(Task to complete) Take every line from the entries below that includes the word "None" and copy it.

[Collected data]
+++++

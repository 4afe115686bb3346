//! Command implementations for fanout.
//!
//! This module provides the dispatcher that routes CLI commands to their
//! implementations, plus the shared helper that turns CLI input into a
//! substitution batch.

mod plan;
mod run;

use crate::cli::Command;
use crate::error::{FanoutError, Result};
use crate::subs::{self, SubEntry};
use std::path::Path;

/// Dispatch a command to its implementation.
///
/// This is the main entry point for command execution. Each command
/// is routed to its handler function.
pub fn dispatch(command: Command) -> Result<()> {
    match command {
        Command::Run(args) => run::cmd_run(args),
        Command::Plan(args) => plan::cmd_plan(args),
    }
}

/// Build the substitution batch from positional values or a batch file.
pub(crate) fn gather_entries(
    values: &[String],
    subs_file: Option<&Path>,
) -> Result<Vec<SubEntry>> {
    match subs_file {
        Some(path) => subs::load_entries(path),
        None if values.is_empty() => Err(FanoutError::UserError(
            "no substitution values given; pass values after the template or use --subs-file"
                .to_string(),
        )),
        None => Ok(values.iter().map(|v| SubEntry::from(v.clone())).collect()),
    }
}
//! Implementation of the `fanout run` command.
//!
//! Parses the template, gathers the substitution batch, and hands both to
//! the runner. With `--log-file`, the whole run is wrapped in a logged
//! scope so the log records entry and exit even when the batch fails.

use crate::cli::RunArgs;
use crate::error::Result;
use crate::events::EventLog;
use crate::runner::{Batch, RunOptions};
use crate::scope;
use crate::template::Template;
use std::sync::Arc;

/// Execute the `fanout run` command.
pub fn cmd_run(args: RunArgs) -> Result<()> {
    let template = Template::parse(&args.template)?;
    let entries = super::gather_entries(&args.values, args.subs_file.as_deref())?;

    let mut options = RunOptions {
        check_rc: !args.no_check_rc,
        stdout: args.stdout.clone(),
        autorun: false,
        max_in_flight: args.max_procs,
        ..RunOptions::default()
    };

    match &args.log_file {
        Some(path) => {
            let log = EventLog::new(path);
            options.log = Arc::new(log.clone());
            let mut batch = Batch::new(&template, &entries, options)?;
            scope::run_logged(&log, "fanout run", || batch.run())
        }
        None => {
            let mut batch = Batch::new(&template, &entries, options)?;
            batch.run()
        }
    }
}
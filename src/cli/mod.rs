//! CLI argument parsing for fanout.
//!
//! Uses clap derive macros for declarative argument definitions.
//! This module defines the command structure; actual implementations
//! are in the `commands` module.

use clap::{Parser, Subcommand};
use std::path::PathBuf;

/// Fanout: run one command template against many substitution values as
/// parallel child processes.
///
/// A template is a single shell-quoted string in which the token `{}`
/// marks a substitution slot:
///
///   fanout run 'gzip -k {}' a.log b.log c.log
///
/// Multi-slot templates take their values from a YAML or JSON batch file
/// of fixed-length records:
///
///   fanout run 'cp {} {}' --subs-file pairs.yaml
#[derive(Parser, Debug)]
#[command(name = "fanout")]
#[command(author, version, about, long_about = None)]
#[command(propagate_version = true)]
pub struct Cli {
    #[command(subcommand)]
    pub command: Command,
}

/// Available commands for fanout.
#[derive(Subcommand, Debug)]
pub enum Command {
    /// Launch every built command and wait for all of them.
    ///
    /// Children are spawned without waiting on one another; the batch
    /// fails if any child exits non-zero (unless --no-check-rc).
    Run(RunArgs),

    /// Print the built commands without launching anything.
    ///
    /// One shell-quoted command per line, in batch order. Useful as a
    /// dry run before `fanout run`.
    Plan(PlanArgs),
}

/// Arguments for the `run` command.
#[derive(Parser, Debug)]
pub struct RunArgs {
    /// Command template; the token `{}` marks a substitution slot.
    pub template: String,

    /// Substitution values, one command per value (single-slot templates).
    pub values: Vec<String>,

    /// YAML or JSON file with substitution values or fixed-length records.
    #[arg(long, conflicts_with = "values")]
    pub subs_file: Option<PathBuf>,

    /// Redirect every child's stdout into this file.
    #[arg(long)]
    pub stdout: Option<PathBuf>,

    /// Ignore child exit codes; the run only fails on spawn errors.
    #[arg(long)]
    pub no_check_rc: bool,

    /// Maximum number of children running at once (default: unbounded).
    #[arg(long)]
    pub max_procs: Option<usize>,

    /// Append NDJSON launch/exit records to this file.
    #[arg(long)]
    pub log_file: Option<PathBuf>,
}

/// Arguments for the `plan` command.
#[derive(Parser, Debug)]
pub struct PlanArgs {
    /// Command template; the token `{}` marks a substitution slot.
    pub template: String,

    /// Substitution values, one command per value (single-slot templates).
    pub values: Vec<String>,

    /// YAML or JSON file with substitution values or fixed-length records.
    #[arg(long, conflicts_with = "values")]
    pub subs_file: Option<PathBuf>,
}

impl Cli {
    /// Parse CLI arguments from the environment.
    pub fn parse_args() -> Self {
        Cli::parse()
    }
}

+++++

(Response to the exercise)
        None if values.is_empty() => Err(FanoutError::UserError(
        None => Ok(values.iter().map(|v| SubEntry::from(v.clone())).collect()),
        None => {
#[command(author, version, about, long_about = None)]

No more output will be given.